I can't speak at all for makers of high-end whistles, but the original Clarkeses and the other mass produced cheapies such as Generation and their imitators - and remember these are the "originals" for all our fancy new gear - were not designed AT ALL to offer any cross fingerings, just a basic diatonic scale. It is more a matter of luck/coincidence that some cross fingerings for semitones do actually work on them.

Coming to which cross fingerings work for the flattened seventh at the top of the first octave, my experience of quite a few whistles over the years is that the most commonly best in tune and clearest sounding one is
oxx xox, but I have met a smaller number of whistles for which oxx ooo or the (usually best) flute fingering oxo xxx work better. The next higher flattened seventh at the top of the second octave is much more variable from whistle to whistle and you just have to experiment and accept that, if you play more than one whistle regularly, you will have to adjust your fingering according to the whistle you are playing.

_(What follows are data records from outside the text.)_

//! # Special Value Types
//!
//! Small math and color types that are reflected as `Special` descriptors: the visitor engine
//! treats them as opaque binary values instead of walking their fields.

use bytemuck::{Pod, Zeroable};

/// Three component vector.
#[derive(Clone, Copy, Debug, Default, PartialEq, Pod, Zeroable)]
#[repr(C)]
pub struct Vec3 {
    /// X component.
    pub x: f32,
    /// Y component.
    pub y: f32,
    /// Z component.
    pub z: f32,
}

impl Vec3 {
    /// The zero vector.
    pub const ZERO: Self = Self::new(0.0, 0.0, 0.0);
    /// The unit scale vector.
    pub const ONE: Self = Self::new(1.0, 1.0, 1.0);

    /// Creates a new vector.
    #[inline]
    #[must_use]
    pub const fn new(x: f32, y: f32, z: f32) -> Self {
        Self { x, y, z }
    }
}

/// Rotation quaternion.
#[derive(Clone, Copy, Debug, PartialEq, Pod, Zeroable)]
#[repr(C)]
pub struct Quat {
    /// X component.
    pub x: f32,
    /// Y component.
    pub y: f32,
    /// Z component.
    pub z: f32,
    /// W component.
    pub w: f32,
}

impl Quat {
    /// The identity rotation.
    pub const IDENTITY: Self = Self::new(0.0, 0.0, 0.0, 1.0);

    /// Creates a new quaternion.
    #[inline]
    #[must_use]
    pub const fn new(x: f32, y: f32, z: f32, w: f32) -> Self {
        Self { x, y, z, w }
    }
}

impl Default for Quat {
    fn default() -> Self {
        Self::IDENTITY
    }
}

/// 8-bit RGBA color.
#[derive(Clone, Copy, Debug, Default, PartialEq, Eq, Hash, Pod, Zeroable)]
#[repr(C)]
pub struct Color {
    /// Red.
    pub r: u8,
    /// Green.
    pub g: u8,
    /// Blue.
    pub b: u8,
    /// Alpha.
    pub a: u8,
}

impl Color {
    /// Opaque white.
    pub const WHITE: Self = Self::rgba(255, 255, 255, 255);

    /// Creates a color from its channels.
    #[inline]
    #[must_use]
    pub const fn rgba(r: u8, g: u8, b: u8, a: u8) -> Self {
        Self { r, g, b, a }
    }
}
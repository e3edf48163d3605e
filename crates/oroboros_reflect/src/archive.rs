//! # Binary Archive
//!
//! A byte stream with a movable cursor. Writers may seek back and overwrite bytes they already
//! emitted, which is how length records and offset tables are patched after the data they
//! describe has been written.
//!
//! ## Container Format
//!
//! ```text
//! +-------+---------+-------+--------------------------+------+
//! | Magic | Version | Count | Count x (Tag u64, u32)   | Body |
//! | OROA  | u32     | u32   | custom version table     | ...  |
//! +-------+---------+-------+--------------------------+------+
//! ```
//!
//! All integers are little-endian. Cursor positions handed out by [`ArchiveWriter::cursor`] and
//! consumed by [`ArchiveReader::seek`] are offsets into the body, so they survive the header
//! being prepended by [`ArchiveWriter::finish`].

use std::collections::BTreeMap;

use crate::error::{ArchiveError, ArchiveResult};
use crate::math::{Color, Quat, Vec3};
use crate::name::StringId;

/// Magic bytes for archive identification.
pub const ARCHIVE_MAGIC: &[u8; 4] = b"OROA";

/// Current archive container version.
pub const ARCHIVE_VERSION: u32 = 1;

/// Growable output archive.
#[derive(Debug, Default, Clone)]
pub struct ArchiveWriter {
    /// Body bytes.
    body: Vec<u8>,
    /// Write position inside the body.
    cursor: usize,
    /// Custom version tags recorded by serializers.
    custom_versions: BTreeMap<StringId, u32>,
}

impl ArchiveWriter {
    /// Creates an empty archive.
    #[must_use]
    pub fn new() -> Self {
        Self::default()
    }

    /// Records the version a serializer wrote its data with.
    pub fn set_custom_version(&mut self, tag: StringId, version: u32) {
        self.custom_versions.insert(tag, version);
    }

    /// Returns a recorded custom version.
    #[must_use]
    pub fn custom_version(&self, tag: StringId) -> Option<u32> {
        self.custom_versions.get(&tag).copied()
    }

    /// Current write position.
    #[inline]
    #[must_use]
    pub const fn cursor(&self) -> usize {
        self.cursor
    }

    /// Number of body bytes written so far.
    #[inline]
    #[must_use]
    pub fn len(&self) -> usize {
        self.body.len()
    }

    /// Checks whether nothing has been written.
    #[inline]
    #[must_use]
    pub fn is_empty(&self) -> bool {
        self.body.is_empty()
    }

    /// Moves the cursor to an absolute body position.
    ///
    /// Seeking past the end is allowed; the gap is zero-filled by the next write.
    pub fn seek(&mut self, position: usize) {
        self.cursor = position;
    }

    /// Moves the cursor back by `count` bytes.
    pub fn move_backward(&mut self, count: usize) {
        debug_assert!(count <= self.cursor, "seeking before the start of the archive");
        self.cursor = self.cursor.saturating_sub(count);
    }

    /// Moves the cursor forward by `count` bytes.
    pub fn move_forward(&mut self, count: usize) {
        self.cursor += count;
    }

    /// Writes raw bytes at the cursor, overwriting existing bytes first.
    pub fn write_bytes(&mut self, bytes: &[u8]) {
        let end = self.cursor + bytes.len();
        if end > self.body.len() {
            self.body.resize(end, 0);
        }
        self.body[self.cursor..end].copy_from_slice(bytes);
        self.cursor = end;
    }

    /// Writes an archivable value.
    #[inline]
    pub fn write<T: Archivable>(&mut self, value: &T) {
        value.write_to(self);
    }

    /// Returns the body written so far.
    #[must_use]
    pub fn body(&self) -> &[u8] {
        &self.body
    }

    /// Finishes the archive: header with the custom version table, then the body.
    #[must_use]
    pub fn finish(self) -> Vec<u8> {
        let header_len = 12 + self.custom_versions.len() * 12;
        let mut out = Vec::with_capacity(header_len + self.body.len());
        out.extend_from_slice(ARCHIVE_MAGIC);
        out.extend_from_slice(&ARCHIVE_VERSION.to_le_bytes());
        #[allow(clippy::cast_possible_truncation)]
        out.extend_from_slice(&(self.custom_versions.len() as u32).to_le_bytes());
        for (tag, version) in &self.custom_versions {
            out.extend_from_slice(&tag.raw().to_le_bytes());
            out.extend_from_slice(&version.to_le_bytes());
        }
        out.extend_from_slice(&self.body);
        out
    }
}

/// Input archive over a finished byte buffer.
#[derive(Debug, Clone)]
pub struct ArchiveReader<'a> {
    /// Body bytes.
    body: &'a [u8],
    /// Read position inside the body.
    cursor: usize,
    /// Reads may not cross this position.
    limit: usize,
    /// Container version found in the header.
    archive_version: u32,
    /// Custom version tags found in the header.
    custom_versions: BTreeMap<StringId, u32>,
}

impl<'a> ArchiveReader<'a> {
    /// Parses the archive header and positions the cursor at the start of the body.
    ///
    /// # Errors
    ///
    /// Returns an error if the magic is wrong, the container version is newer than this
    /// reader, or the header is truncated.
    pub fn new(bytes: &'a [u8]) -> ArchiveResult<Self> {
        let mut header = Self {
            body: bytes,
            cursor: 0,
            limit: bytes.len(),
            archive_version: 0,
            custom_versions: BTreeMap::new(),
        };

        if header.read_bytes(ARCHIVE_MAGIC.len())? != ARCHIVE_MAGIC {
            return Err(ArchiveError::BadMagic);
        }
        let archive_version: u32 = header.read()?;
        if archive_version > ARCHIVE_VERSION {
            return Err(ArchiveError::UnsupportedArchiveVersion(archive_version));
        }
        let count: u32 = header.read()?;
        let mut custom_versions = BTreeMap::new();
        for _ in 0..count {
            let tag: StringId = header.read()?;
            let version: u32 = header.read()?;
            custom_versions.insert(tag, version);
        }

        let body = &bytes[header.cursor..];
        Ok(Self {
            body,
            cursor: 0,
            limit: body.len(),
            archive_version,
            custom_versions,
        })
    }

    /// Container version of this archive.
    #[must_use]
    pub const fn archive_version(&self) -> u32 {
        self.archive_version
    }

    /// Returns a custom version tag, if the writer recorded one.
    #[must_use]
    pub fn custom_version(&self, tag: StringId) -> Option<u32> {
        self.custom_versions.get(&tag).copied()
    }

    /// Checks that data tagged `tag` is at least `minimum`. A missing tag reads as version 0.
    ///
    /// # Errors
    ///
    /// Returns [`ArchiveError::UnsupportedVersion`] for outdated data.
    pub fn require_version(&self, tag: StringId, minimum: u32) -> ArchiveResult<u32> {
        let found = self.custom_version(tag).unwrap_or(0);
        if found < minimum {
            return Err(ArchiveError::UnsupportedVersion {
                tag,
                found,
                minimum,
            });
        }
        Ok(found)
    }

    /// Current read position.
    #[inline]
    #[must_use]
    pub const fn cursor(&self) -> usize {
        self.cursor
    }

    /// Body length.
    #[inline]
    #[must_use]
    pub const fn len(&self) -> usize {
        self.body.len()
    }

    /// Checks whether the body is empty.
    #[inline]
    #[must_use]
    pub const fn is_empty(&self) -> bool {
        self.body.is_empty()
    }

    /// Current read limit.
    #[inline]
    #[must_use]
    pub const fn limit(&self) -> usize {
        self.limit
    }

    /// Restricts reads to positions before `limit` and returns the previous limit.
    ///
    /// The limit never grows past the body length.
    pub fn set_limit(&mut self, limit: usize) -> usize {
        std::mem::replace(&mut self.limit, limit.min(self.body.len()))
    }

    /// Bytes left before the read limit.
    #[inline]
    #[must_use]
    pub const fn remaining(&self) -> usize {
        self.limit.saturating_sub(self.cursor)
    }

    /// Moves the cursor to an absolute body position.
    pub fn seek(&mut self, position: usize) {
        self.cursor = position.min(self.body.len());
    }

    /// Moves the cursor back by `count` bytes.
    pub fn move_backward(&mut self, count: usize) {
        self.cursor = self.cursor.saturating_sub(count);
    }

    /// Moves the cursor forward by `count` bytes.
    pub fn move_forward(&mut self, count: usize) {
        self.seek(self.cursor.saturating_add(count));
    }

    /// Reads `count` raw bytes.
    ///
    /// # Errors
    ///
    /// Returns [`ArchiveError::UnexpectedEof`] if fewer bytes remain before the limit.
    pub fn read_bytes(&mut self, count: usize) -> ArchiveResult<&'a [u8]> {
        if count > self.remaining() {
            return Err(ArchiveError::UnexpectedEof {
                needed: count,
                offset: self.cursor,
                remaining: self.remaining(),
            });
        }
        let bytes = &self.body[self.cursor..self.cursor + count];
        self.cursor += count;
        Ok(bytes)
    }

    /// Reads an archivable value.
    ///
    /// # Errors
    ///
    /// Propagates the value's decoding error.
    #[inline]
    pub fn read<T: Archivable>(&mut self) -> ArchiveResult<T> {
        T::read_from(self)
    }
}

/// Values with a fixed binary encoding.
pub trait Archivable: Sized {
    /// Appends the encoded value at the writer's cursor.
    fn write_to(&self, ar: &mut ArchiveWriter);

    /// Decodes a value at the reader's cursor.
    ///
    /// # Errors
    ///
    /// Returns an error if the stream is truncated or malformed.
    fn read_from(ar: &mut ArchiveReader<'_>) -> ArchiveResult<Self>;
}

macro_rules! archivable_le {
    ($($ty:ty),* $(,)?) => {
        $(
            impl Archivable for $ty {
                #[inline]
                fn write_to(&self, ar: &mut ArchiveWriter) {
                    ar.write_bytes(&self.to_le_bytes());
                }

                #[inline]
                fn read_from(ar: &mut ArchiveReader<'_>) -> ArchiveResult<Self> {
                    let mut raw = [0u8; std::mem::size_of::<$ty>()];
                    raw.copy_from_slice(ar.read_bytes(std::mem::size_of::<$ty>())?);
                    Ok(<$ty>::from_le_bytes(raw))
                }
            }
        )*
    };
}

archivable_le!(i8, i16, i32, i64, u8, u16, u32, u64, f32, f64);

impl Archivable for bool {
    fn write_to(&self, ar: &mut ArchiveWriter) {
        ar.write(&u8::from(*self));
    }

    fn read_from(ar: &mut ArchiveReader<'_>) -> ArchiveResult<Self> {
        Ok(ar.read::<u8>()? != 0)
    }
}

impl Archivable for String {
    fn write_to(&self, ar: &mut ArchiveWriter) {
        ar.write(&(self.len() as u64));
        ar.write_bytes(self.as_bytes());
    }

    fn read_from(ar: &mut ArchiveReader<'_>) -> ArchiveResult<Self> {
        let offset = ar.cursor();
        let len = usize::try_from(ar.read::<u64>()?).unwrap_or(usize::MAX);
        let bytes = ar.read_bytes(len)?;
        String::from_utf8(bytes.to_vec()).map_err(|_| ArchiveError::InvalidUtf8(offset))
    }
}

impl Archivable for StringId {
    fn write_to(&self, ar: &mut ArchiveWriter) {
        ar.write(&self.raw());
    }

    fn read_from(ar: &mut ArchiveReader<'_>) -> ArchiveResult<Self> {
        Ok(Self::from_raw(ar.read()?))
    }
}

impl Archivable for Vec3 {
    fn write_to(&self, ar: &mut ArchiveWriter) {
        ar.write(&self.x);
        ar.write(&self.y);
        ar.write(&self.z);
    }

    fn read_from(ar: &mut ArchiveReader<'_>) -> ArchiveResult<Self> {
        Ok(Self::new(ar.read()?, ar.read()?, ar.read()?))
    }
}

impl Archivable for Quat {
    fn write_to(&self, ar: &mut ArchiveWriter) {
        ar.write(&self.x);
        ar.write(&self.y);
        ar.write(&self.z);
        ar.write(&self.w);
    }

    fn read_from(ar: &mut ArchiveReader<'_>) -> ArchiveResult<Self> {
        Ok(Self::new(ar.read()?, ar.read()?, ar.read()?, ar.read()?))
    }
}

impl Archivable for Color {
    fn write_to(&self, ar: &mut ArchiveWriter) {
        // Byte channels have no endianness, the raw layout is the encoding.
        ar.write_bytes(bytemuck::bytes_of(self));
    }

    fn read_from(ar: &mut ArchiveReader<'_>) -> ArchiveResult<Self> {
        Ok(bytemuck::pod_read_unaligned(
            ar.read_bytes(std::mem::size_of::<Self>())?,
        ))
    }
}
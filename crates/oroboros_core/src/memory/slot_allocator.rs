//! # Slot Allocator
//!
//! Per-type slab allocator: a growable list of fixed-capacity pools, each with a 64-bit validity
//! word (one bit per slot).
//!
//! ## Pool reuse
//!
//! 1. The pool that served the last allocation is tried first.
//! 2. Otherwise pools are scanned in order; an existing pool with a free bit wins over
//!    re-creating a deleted one.
//! 3. Otherwise a new pool is appended.
//!
//! ## Empty pool hysteresis
//!
//! The first pool to become empty is kept and remembered. Only when a second pool also
//! empties are both deleted, so alternating add/remove at a pool boundary does not allocate and
//! free a whole pool every time.

use tracing::trace;

/// Number of slots per pool. Matches the width of a validity word.
pub const POOL_SLOT_COUNT: usize = 64;

const FULL_POOL: u64 = u64::MAX;

/// Handle of an allocated slot: `pool * POOL_SLOT_COUNT + slot`.
#[derive(Clone, Copy, Debug, PartialEq, Eq, Hash, PartialOrd, Ord)]
#[repr(transparent)]
pub struct AllocIdx(u32);

impl AllocIdx {
    /// Builds a handle from its pool and slot.
    #[inline]
    #[must_use]
    #[allow(clippy::cast_possible_truncation)]
    pub const fn new(pool: usize, slot: usize) -> Self {
        Self((pool * POOL_SLOT_COUNT + slot) as u32)
    }

    /// Pool the slot belongs to.
    #[inline]
    #[must_use]
    pub const fn pool(self) -> usize {
        self.0 as usize / POOL_SLOT_COUNT
    }

    /// Slot inside its pool.
    #[inline]
    #[must_use]
    pub const fn slot(self) -> usize {
        self.0 as usize % POOL_SLOT_COUNT
    }

    /// Raw handle value.
    #[inline]
    #[must_use]
    pub const fn raw(self) -> u32 {
        self.0
    }
}

struct SlotPool<T> {
    slots: Box<[Option<T>]>,
}

impl<T> SlotPool<T> {
    fn new() -> Self {
        Self {
            slots: (0..POOL_SLOT_COUNT).map(|_| None).collect(),
        }
    }

    /// Slot containing `address`, if it lies inside this pool.
    fn slot_of(&self, address: usize) -> Option<usize> {
        let stride = std::mem::size_of::<Option<T>>().max(1);
        let base = self.slots.as_ptr() as usize;
        let offset = address.checked_sub(base)?;
        let slot = offset / stride;
        (slot < POOL_SLOT_COUNT).then_some(slot)
    }
}

/// Slab allocator for values of one type.
///
/// # Thread Safety
///
/// Not synchronized. The object heap is only mutated by the thread holding the mutation permit.
pub struct SlotAllocator<T> {
    /// Pools; `None` marks a deleted pool whose index may be reused.
    pools: Vec<Option<SlotPool<T>>>,
    /// Validity word per pool.
    validity: Vec<u64>,
    /// Pool that served the last allocation.
    last_allocated: Option<usize>,
    /// Pool that emptied first and is kept around.
    empty_pool: Option<usize>,
    /// Number of live values.
    live: usize,
}

impl<T> Default for SlotAllocator<T> {
    fn default() -> Self {
        Self::new()
    }
}

impl<T> SlotAllocator<T> {
    /// Creates an allocator without pools.
    #[must_use]
    pub const fn new() -> Self {
        Self {
            pools: Vec::new(),
            validity: Vec::new(),
            last_allocated: None,
            empty_pool: None,
            live: 0,
        }
    }

    /// Number of live values.
    #[inline]
    #[must_use]
    pub const fn len(&self) -> usize {
        self.live
    }

    /// Checks whether no value is live.
    #[inline]
    #[must_use]
    pub const fn is_empty(&self) -> bool {
        self.live == 0
    }

    /// Number of pools currently holding storage.
    #[must_use]
    pub fn pool_count(&self) -> usize {
        self.pools.iter().filter(|pool| pool.is_some()).count()
    }

    /// Stores `value` in a free slot.
    pub fn allocate(&mut self, value: T) -> AllocIdx {
        let pool = self.find_pool();
        let word = self.validity[pool];
        let slot = (!word).trailing_zeros() as usize;

        self.validity[pool] = word | (1 << slot);
        if let Some(storage) = self.pools[pool].as_mut() {
            storage.slots[slot] = Some(value);
        }
        self.last_allocated = Some(pool);
        if self.empty_pool == Some(pool) {
            self.empty_pool = None;
        }
        self.live += 1;

        AllocIdx::new(pool, slot)
    }

    /// Picks the pool for the next allocation, creating it if needed.
    fn find_pool(&mut self) -> usize {
        if let Some(last) = self.last_allocated {
            if self.pools[last].is_some() && self.validity[last] != FULL_POOL {
                return last;
            }
        }

        let mut first_deleted = None;
        for (index, pool) in self.pools.iter().enumerate() {
            match pool {
                Some(_) if self.validity[index] != FULL_POOL => return index,
                None if first_deleted.is_none() => first_deleted = Some(index),
                _ => {}
            }
        }

        if let Some(index) = first_deleted {
            self.pools[index] = Some(SlotPool::new());
            self.validity[index] = 0;
            trace!(pool = index, "Recreated slot pool");
            return index;
        }

        self.pools.push(Some(SlotPool::new()));
        self.validity.push(0);
        trace!(pool = self.pools.len() - 1, "Added slot pool");
        self.pools.len() - 1
    }

    /// Frees a slot and returns its value.
    ///
    /// Freeing a slot twice is a programming error (asserted in debug builds).
    pub fn free(&mut self, idx: AllocIdx) -> Option<T> {
        let (pool, slot) = (idx.pool(), idx.slot());
        let bit = 1u64 << slot;
        let word = *self.validity.get(pool)?;
        if word & bit == 0 {
            debug_assert!(false, "slot {pool}:{slot} freed twice");
            return None;
        }

        let value = self.pools[pool].as_mut()?.slots[slot].take();
        self.validity[pool] = word & !bit;
        self.live -= 1;

        if self.validity[pool] == 0 {
            self.on_pool_empty(pool);
        }
        value
    }

    /// Frees the slot holding the value at `ptr`, resolving its pool by address.
    pub fn free_ptr(&mut self, ptr: *const T) -> Option<T> {
        let idx = self.index_of_address(ptr as usize)?;
        self.free(idx)
    }

    /// Handle of a value stored in this allocator.
    #[must_use]
    pub fn index_of(&self, value: &T) -> Option<AllocIdx> {
        self.index_of_address(value as *const T as usize)
    }

    fn index_of_address(&self, address: usize) -> Option<AllocIdx> {
        // Most lookups hit the pool that is currently being filled.
        if let Some(last) = self.last_allocated {
            if let Some(slot) = self.pools[last].as_ref().and_then(|pool| pool.slot_of(address)) {
                return Some(AllocIdx::new(last, slot));
            }
        }

        self.pools.iter().enumerate().find_map(|(index, pool)| {
            let slot = pool.as_ref()?.slot_of(address)?;
            Some(AllocIdx::new(index, slot))
        })
    }

    fn on_pool_empty(&mut self, pool: usize) {
        match self.empty_pool {
            Some(cached)
                if cached != pool
                    && self.validity[cached] == 0
                    && self.pools[cached].is_some() =>
            {
                self.pools[cached] = None;
                self.pools[pool] = None;
                self.empty_pool = None;
                if matches!(self.last_allocated, Some(last) if last == cached || last == pool) {
                    self.last_allocated = None;
                }
                trace!(first = cached, second = pool, "Released two empty slot pools");
            }
            _ => self.empty_pool = Some(pool),
        }
    }

    /// Checks whether `idx` refers to a live slot.
    #[inline]
    #[must_use]
    pub fn is_valid(&self, idx: AllocIdx) -> bool {
        self.validity
            .get(idx.pool())
            .is_some_and(|word| word & (1 << idx.slot()) != 0)
    }

    /// Borrows a live value.
    #[inline]
    #[must_use]
    pub fn get(&self, idx: AllocIdx) -> Option<&T> {
        self.pools.get(idx.pool())?.as_ref()?.slots[idx.slot()].as_ref()
    }

    /// Mutably borrows a live value.
    #[inline]
    pub fn get_mut(&mut self, idx: AllocIdx) -> Option<&mut T> {
        self.pools.get_mut(idx.pool())?.as_mut()?.slots[idx.slot()].as_mut()
    }

    /// Iterates over all live values.
    pub fn iter(&self) -> impl Iterator<Item = (AllocIdx, &T)> {
        self.pools
            .iter()
            .enumerate()
            .filter_map(|(pool, storage)| storage.as_ref().map(|storage| (pool, storage)))
            .flat_map(|(pool, storage)| {
                storage
                    .slots
                    .iter()
                    .enumerate()
                    .filter_map(move |(slot, value)| {
                        value.as_ref().map(|value| (AllocIdx::new(pool, slot), value))
                    })
            })
    }
}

I also note that many very fine ITM players on both flute and whistle only ever use oxx ooo regardless of whether it is the optimum fingering on their particular instrument - most don't even seem to think it an issue worth discussing! It's what they were taught and they stick with it rather uncritically. Mind you, I'm thinking here of some people whom I wish I could play half as well as, so what do I know??????

For myself, being primarily a flautist, I have to change usage anyway between flute and whistle. Due to long familiarity, I rarely have to consciously think about this issue on my familiar, regular instruments. When trying strange ones or a new one of my own, as e.g. a piccolo I acquired last summer which does need oxx ooo, I sometimes have to re-adjust, and I admit this can be awkward for a while. Still, I really think, patrickh, that you would serve yourself best by reviewing your position on"switching" fingerings, rather than trying to find an instrument that may not exist or becoming frustrated with otherwise excellent ones you already have. I think that, if you persist at a new fingering for a couple of weeks, it will soon drop into place, especially in new material that you learn with the new fingering in context. I admit it is harder to adjust formed habits in already learnt repertory - but if I play a tune with a C nat in on both flute and whistle (no, not simultaneously :boggle: ) I have to change fingering patterns when I switch instrument - and it isn't usually a problem.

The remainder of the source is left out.